**Assignment**
Set down exactly the lines in the records below that run from the line with "POSIX / Windows implementations" to the line with "filename configssh-sync/src/pipeline.rs", inclusive, and nothing more.

Dataset records:
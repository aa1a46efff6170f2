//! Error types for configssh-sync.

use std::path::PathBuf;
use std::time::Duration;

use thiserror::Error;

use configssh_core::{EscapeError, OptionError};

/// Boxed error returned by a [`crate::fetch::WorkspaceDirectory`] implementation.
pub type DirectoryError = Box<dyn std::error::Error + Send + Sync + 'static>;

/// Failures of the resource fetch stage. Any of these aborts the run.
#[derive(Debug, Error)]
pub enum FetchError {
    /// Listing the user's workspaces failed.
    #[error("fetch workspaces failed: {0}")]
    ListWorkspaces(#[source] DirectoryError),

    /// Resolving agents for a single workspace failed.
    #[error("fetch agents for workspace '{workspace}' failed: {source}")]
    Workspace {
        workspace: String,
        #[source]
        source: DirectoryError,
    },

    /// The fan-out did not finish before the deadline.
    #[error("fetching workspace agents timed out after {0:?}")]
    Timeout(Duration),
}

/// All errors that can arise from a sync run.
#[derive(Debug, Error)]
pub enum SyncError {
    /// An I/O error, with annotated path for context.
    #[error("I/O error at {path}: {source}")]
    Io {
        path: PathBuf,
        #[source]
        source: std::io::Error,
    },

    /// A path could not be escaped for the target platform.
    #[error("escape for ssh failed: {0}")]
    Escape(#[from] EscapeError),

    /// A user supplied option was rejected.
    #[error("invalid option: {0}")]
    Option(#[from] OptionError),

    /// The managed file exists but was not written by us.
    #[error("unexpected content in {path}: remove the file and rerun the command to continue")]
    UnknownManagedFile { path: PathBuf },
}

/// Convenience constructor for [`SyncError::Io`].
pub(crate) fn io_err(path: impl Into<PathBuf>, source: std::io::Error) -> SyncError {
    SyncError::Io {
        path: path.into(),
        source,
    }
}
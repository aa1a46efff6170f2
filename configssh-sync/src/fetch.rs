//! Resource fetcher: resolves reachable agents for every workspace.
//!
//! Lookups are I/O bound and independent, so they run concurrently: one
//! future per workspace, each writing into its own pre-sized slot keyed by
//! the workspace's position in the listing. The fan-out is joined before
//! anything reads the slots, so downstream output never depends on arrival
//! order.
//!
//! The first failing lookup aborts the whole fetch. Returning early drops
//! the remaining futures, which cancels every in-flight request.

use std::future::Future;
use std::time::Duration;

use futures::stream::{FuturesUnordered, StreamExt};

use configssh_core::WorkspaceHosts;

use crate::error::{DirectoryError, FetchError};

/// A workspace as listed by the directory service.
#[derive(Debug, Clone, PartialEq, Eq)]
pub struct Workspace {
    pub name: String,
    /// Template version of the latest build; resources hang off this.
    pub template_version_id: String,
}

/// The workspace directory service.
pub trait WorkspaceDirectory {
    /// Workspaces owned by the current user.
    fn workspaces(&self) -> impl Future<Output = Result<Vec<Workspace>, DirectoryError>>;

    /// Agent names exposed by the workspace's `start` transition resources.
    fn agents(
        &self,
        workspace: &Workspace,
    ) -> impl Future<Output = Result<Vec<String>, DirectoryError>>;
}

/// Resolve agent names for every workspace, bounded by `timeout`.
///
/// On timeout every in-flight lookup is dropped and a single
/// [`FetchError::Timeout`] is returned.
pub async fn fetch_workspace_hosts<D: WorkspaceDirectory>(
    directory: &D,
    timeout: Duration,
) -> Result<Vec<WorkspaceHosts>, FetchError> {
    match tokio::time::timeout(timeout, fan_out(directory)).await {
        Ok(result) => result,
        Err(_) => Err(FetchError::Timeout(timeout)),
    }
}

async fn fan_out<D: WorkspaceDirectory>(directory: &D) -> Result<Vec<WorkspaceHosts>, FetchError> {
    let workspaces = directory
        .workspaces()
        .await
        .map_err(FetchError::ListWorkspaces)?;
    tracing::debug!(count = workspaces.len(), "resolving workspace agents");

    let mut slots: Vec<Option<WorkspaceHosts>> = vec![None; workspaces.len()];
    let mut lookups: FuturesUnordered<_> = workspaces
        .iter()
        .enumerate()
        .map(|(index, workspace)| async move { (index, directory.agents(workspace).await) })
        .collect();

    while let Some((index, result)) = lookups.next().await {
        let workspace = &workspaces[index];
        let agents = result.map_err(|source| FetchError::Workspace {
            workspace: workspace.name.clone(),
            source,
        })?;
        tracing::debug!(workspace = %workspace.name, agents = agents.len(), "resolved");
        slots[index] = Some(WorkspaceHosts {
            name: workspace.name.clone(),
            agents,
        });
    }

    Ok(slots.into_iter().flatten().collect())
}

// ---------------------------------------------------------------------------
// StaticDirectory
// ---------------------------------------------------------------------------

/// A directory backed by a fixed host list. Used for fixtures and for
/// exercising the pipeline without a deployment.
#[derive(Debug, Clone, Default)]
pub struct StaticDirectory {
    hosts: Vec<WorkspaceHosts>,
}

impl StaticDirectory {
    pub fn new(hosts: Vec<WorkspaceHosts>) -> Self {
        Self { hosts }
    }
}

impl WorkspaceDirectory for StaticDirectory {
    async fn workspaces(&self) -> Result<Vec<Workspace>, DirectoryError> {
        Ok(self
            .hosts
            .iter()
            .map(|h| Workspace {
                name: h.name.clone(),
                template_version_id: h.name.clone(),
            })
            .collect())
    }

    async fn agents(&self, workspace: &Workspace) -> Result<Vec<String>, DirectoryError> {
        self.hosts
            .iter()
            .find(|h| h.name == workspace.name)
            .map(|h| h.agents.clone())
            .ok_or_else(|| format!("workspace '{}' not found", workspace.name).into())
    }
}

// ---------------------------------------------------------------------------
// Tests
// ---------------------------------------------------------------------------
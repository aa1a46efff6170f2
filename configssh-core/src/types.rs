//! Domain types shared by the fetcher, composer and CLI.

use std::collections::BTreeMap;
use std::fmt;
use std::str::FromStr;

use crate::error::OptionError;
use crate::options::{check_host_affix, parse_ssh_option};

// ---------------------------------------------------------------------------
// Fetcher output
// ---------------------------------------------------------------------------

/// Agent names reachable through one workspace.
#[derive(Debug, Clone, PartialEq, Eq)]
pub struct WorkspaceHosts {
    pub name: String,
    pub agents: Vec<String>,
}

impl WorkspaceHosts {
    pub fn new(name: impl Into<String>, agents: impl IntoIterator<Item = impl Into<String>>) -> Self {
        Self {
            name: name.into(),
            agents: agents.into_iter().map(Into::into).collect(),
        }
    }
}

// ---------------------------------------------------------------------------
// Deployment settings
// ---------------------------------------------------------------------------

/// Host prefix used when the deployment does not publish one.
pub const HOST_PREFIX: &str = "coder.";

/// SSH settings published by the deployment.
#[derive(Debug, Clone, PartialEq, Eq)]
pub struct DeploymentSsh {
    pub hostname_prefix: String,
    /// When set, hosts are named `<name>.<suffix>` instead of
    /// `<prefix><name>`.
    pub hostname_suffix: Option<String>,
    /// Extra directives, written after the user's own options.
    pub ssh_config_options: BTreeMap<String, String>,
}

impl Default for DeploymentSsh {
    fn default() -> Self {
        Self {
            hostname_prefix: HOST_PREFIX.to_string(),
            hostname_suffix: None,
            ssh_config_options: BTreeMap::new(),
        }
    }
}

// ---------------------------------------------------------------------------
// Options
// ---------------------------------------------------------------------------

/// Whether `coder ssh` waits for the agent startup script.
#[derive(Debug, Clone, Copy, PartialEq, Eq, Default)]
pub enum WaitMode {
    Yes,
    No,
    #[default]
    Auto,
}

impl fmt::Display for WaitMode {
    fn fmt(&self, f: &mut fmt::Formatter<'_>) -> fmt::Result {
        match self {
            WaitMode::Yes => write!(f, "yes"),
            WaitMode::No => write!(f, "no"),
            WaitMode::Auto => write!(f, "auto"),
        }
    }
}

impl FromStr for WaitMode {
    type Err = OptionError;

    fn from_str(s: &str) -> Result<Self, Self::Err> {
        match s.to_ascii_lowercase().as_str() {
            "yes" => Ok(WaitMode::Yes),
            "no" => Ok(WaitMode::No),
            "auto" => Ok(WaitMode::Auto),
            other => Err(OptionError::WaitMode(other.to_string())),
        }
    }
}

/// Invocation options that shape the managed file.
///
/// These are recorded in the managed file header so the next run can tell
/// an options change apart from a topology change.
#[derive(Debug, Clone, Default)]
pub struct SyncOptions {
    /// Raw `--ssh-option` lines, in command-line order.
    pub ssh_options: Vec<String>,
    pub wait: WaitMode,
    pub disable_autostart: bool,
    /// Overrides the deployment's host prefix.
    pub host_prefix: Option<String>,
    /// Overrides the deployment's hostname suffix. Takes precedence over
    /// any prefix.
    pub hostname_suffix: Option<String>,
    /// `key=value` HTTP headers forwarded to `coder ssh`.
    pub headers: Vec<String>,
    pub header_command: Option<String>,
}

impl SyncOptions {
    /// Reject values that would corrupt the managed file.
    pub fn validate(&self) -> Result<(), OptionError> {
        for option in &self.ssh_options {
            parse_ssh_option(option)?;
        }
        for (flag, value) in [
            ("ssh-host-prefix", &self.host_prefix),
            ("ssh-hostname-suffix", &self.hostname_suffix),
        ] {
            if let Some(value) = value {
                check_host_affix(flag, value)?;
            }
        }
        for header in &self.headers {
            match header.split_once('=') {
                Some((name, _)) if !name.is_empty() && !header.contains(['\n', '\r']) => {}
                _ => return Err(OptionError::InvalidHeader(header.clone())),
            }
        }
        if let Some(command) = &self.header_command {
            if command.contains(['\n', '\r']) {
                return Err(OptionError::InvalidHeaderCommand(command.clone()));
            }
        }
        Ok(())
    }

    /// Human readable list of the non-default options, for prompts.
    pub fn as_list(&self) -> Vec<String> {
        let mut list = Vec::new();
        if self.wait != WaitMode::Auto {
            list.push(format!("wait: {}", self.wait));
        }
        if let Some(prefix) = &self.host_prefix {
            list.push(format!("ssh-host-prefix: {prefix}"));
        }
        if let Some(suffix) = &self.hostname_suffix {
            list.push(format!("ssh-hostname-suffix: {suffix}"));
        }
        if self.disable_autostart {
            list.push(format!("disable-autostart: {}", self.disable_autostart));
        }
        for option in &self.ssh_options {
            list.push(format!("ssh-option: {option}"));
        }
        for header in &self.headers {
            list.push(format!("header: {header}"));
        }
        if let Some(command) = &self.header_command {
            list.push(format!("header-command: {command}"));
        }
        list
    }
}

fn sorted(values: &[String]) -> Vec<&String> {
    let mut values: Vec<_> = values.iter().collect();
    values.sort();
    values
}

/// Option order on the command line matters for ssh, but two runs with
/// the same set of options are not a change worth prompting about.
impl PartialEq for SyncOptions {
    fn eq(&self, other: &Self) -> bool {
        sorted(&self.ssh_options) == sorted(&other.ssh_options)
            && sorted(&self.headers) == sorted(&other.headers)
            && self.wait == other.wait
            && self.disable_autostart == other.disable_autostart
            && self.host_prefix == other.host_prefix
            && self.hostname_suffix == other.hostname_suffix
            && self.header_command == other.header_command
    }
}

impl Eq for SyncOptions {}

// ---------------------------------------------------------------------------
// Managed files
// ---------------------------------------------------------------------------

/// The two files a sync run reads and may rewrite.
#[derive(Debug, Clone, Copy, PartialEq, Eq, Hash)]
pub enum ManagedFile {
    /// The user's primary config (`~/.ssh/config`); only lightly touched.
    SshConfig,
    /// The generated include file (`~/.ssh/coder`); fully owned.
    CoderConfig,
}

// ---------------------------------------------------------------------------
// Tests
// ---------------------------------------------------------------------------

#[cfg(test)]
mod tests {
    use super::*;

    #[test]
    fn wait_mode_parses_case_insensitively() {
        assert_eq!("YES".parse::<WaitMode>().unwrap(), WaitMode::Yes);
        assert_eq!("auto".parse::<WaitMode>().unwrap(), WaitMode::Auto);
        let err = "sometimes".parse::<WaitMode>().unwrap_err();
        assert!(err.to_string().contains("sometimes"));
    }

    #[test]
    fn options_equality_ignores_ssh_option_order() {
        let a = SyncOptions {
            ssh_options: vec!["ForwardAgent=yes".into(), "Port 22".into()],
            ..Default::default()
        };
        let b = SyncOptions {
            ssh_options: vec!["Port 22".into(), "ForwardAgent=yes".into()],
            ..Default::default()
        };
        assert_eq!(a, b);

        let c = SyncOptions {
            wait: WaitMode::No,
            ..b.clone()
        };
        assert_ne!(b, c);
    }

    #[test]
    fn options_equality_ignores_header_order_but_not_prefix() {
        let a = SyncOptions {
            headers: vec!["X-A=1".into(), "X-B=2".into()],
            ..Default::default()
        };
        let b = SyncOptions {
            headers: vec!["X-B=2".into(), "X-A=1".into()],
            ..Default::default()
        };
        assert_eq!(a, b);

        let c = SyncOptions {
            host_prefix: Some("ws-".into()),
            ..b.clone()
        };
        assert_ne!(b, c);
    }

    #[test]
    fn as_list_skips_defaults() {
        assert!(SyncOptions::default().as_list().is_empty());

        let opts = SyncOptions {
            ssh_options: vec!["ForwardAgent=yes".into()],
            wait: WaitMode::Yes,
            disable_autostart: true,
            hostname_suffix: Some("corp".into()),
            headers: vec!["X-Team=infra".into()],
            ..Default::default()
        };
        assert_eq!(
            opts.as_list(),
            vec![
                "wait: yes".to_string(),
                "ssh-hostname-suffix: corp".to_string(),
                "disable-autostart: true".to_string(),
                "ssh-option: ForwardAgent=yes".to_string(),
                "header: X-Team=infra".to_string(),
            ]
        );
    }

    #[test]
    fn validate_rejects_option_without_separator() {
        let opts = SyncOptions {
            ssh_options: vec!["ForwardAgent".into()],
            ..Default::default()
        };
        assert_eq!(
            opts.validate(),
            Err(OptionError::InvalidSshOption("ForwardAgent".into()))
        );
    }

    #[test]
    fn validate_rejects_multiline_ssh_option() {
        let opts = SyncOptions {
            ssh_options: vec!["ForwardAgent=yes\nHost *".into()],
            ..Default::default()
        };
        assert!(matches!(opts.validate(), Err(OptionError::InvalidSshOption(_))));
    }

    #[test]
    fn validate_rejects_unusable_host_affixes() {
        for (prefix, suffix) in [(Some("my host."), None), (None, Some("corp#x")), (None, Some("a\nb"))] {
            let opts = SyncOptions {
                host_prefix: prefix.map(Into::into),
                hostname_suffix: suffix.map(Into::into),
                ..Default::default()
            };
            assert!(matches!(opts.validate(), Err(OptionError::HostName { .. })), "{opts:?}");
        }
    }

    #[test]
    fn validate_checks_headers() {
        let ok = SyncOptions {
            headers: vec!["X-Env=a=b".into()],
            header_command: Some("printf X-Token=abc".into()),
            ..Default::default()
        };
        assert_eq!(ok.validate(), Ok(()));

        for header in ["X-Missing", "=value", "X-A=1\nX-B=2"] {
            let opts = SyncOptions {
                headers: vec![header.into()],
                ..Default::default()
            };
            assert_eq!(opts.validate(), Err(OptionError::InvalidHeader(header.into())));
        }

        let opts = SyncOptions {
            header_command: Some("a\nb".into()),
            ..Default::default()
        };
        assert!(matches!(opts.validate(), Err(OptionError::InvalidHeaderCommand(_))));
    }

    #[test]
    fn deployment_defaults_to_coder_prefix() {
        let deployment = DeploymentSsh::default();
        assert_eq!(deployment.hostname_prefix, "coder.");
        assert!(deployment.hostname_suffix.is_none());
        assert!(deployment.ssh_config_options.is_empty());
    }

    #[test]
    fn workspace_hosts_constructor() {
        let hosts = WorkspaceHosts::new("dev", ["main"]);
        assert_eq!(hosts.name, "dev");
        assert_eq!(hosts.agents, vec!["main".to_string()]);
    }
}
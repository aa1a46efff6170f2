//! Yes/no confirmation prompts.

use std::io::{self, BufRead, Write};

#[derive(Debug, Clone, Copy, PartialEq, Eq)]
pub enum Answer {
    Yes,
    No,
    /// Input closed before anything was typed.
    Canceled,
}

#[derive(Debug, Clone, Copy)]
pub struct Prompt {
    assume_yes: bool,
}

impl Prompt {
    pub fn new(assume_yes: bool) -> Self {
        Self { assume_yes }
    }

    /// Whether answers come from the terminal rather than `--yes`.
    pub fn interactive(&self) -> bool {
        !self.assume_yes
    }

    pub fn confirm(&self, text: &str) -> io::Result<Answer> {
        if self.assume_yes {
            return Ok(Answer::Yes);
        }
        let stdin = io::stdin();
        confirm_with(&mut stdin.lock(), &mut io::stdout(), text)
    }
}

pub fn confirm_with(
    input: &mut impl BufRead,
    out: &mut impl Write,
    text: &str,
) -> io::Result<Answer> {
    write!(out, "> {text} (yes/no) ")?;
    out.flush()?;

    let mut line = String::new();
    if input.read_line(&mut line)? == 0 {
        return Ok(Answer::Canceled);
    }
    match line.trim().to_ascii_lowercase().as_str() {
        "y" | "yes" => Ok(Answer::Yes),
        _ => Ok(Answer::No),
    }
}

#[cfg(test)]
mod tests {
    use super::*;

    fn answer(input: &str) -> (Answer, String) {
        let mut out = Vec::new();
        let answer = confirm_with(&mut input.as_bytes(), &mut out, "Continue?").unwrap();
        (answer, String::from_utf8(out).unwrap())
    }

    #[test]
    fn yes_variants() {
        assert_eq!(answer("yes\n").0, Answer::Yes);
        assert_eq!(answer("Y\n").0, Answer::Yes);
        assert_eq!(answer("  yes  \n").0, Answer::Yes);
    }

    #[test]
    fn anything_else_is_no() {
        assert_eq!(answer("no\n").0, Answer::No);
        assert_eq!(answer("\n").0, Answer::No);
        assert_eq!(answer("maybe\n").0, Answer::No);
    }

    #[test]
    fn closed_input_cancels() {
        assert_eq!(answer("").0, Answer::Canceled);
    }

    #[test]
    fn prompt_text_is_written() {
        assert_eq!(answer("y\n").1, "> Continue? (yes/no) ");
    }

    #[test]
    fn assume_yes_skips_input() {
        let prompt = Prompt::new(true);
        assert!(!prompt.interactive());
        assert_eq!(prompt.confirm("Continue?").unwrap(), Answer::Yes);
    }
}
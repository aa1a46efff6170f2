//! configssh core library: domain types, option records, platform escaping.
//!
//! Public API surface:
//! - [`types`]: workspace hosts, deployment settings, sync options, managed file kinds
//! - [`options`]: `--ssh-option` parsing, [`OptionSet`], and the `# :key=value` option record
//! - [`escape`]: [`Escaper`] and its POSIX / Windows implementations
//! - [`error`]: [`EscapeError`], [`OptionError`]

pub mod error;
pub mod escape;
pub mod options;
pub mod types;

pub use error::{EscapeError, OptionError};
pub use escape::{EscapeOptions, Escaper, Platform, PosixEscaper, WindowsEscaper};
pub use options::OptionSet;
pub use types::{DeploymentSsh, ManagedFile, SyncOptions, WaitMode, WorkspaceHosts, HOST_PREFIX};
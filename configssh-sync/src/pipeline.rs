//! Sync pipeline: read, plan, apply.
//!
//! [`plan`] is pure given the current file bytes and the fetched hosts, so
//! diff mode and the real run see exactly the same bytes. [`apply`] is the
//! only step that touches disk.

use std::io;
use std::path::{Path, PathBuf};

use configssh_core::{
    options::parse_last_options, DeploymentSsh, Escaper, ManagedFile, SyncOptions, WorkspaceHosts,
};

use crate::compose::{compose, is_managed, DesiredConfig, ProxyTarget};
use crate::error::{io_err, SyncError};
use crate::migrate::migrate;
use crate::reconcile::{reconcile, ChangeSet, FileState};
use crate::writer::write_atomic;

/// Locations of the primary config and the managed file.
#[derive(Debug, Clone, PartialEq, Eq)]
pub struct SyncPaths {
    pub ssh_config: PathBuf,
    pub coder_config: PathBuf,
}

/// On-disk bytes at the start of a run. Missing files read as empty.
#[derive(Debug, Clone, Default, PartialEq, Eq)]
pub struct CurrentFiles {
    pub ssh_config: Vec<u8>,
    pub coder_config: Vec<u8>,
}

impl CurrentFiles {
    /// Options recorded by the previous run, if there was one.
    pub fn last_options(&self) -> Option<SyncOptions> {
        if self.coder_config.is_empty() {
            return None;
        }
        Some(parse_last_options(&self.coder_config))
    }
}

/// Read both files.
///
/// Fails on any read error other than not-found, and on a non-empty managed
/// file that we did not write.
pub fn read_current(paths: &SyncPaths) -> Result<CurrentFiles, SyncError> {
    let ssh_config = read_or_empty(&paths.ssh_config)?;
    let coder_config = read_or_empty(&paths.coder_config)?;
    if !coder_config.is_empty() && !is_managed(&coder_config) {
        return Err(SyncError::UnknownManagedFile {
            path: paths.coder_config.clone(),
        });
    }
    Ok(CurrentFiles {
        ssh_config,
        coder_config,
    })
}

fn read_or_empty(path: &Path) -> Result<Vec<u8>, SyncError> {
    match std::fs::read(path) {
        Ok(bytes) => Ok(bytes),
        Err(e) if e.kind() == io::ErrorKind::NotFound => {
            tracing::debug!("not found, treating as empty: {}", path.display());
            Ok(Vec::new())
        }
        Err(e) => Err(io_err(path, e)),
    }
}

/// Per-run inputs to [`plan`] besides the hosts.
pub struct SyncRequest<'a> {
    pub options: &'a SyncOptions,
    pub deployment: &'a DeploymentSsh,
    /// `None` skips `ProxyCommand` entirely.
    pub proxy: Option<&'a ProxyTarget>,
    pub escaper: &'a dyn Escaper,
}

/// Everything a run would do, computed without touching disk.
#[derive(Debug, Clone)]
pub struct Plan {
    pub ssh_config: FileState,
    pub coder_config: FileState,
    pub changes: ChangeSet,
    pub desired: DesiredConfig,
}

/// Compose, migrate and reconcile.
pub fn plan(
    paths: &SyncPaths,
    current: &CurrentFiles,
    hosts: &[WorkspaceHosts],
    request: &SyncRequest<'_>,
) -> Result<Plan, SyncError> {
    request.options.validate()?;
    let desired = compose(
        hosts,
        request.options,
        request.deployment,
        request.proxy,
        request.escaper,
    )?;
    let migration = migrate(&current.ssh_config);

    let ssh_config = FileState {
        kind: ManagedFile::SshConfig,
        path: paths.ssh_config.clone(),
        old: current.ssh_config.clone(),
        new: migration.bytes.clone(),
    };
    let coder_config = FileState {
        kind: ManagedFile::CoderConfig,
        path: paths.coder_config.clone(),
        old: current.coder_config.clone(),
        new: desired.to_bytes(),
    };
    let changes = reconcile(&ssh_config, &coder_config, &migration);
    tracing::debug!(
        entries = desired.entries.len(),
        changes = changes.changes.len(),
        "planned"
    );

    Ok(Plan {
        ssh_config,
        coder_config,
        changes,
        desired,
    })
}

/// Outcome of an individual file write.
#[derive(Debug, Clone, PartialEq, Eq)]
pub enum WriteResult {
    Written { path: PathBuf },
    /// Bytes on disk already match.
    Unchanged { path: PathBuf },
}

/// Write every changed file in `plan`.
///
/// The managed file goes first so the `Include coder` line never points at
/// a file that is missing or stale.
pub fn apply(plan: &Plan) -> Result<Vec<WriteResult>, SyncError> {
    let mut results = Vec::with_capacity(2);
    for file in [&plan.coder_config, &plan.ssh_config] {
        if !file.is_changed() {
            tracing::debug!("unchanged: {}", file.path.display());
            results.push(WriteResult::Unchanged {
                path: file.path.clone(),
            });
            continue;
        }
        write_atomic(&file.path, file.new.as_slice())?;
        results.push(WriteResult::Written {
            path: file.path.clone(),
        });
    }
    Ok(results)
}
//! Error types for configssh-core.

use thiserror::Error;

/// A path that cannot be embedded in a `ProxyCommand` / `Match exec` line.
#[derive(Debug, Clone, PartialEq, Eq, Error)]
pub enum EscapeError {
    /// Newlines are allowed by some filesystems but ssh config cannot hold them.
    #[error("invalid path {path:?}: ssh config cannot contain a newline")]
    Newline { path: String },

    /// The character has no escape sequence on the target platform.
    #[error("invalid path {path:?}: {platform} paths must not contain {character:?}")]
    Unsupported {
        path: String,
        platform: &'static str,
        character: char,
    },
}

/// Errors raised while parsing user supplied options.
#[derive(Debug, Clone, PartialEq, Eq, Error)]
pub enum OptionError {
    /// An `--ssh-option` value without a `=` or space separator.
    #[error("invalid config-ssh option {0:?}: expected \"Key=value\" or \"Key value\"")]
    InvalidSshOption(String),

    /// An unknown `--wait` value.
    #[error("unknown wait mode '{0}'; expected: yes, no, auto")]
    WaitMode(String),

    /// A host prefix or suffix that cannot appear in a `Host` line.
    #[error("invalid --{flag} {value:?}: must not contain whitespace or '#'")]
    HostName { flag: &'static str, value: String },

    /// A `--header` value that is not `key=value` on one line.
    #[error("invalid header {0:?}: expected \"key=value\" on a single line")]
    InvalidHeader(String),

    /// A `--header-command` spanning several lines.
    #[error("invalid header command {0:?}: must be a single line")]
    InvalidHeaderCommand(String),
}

**Completed task**
//! - [`escape`]: [`Escaper`] and its POSIX / Windows implementations
//! - [`error`]: [`EscapeError`], [`OptionError`]

pub mod error;
pub mod escape;
pub mod options;
pub mod types;

pub use error::{EscapeError, OptionError};
pub use escape::{EscapeOptions, Escaper, Platform, PosixEscaper, WindowsEscaper};
pub use options::OptionSet;
pub use types::{DeploymentSsh, ManagedFile, SyncOptions, WaitMode, WorkspaceHosts, HOST_PREFIX};
filename configssh-sync/src/pipeline.rs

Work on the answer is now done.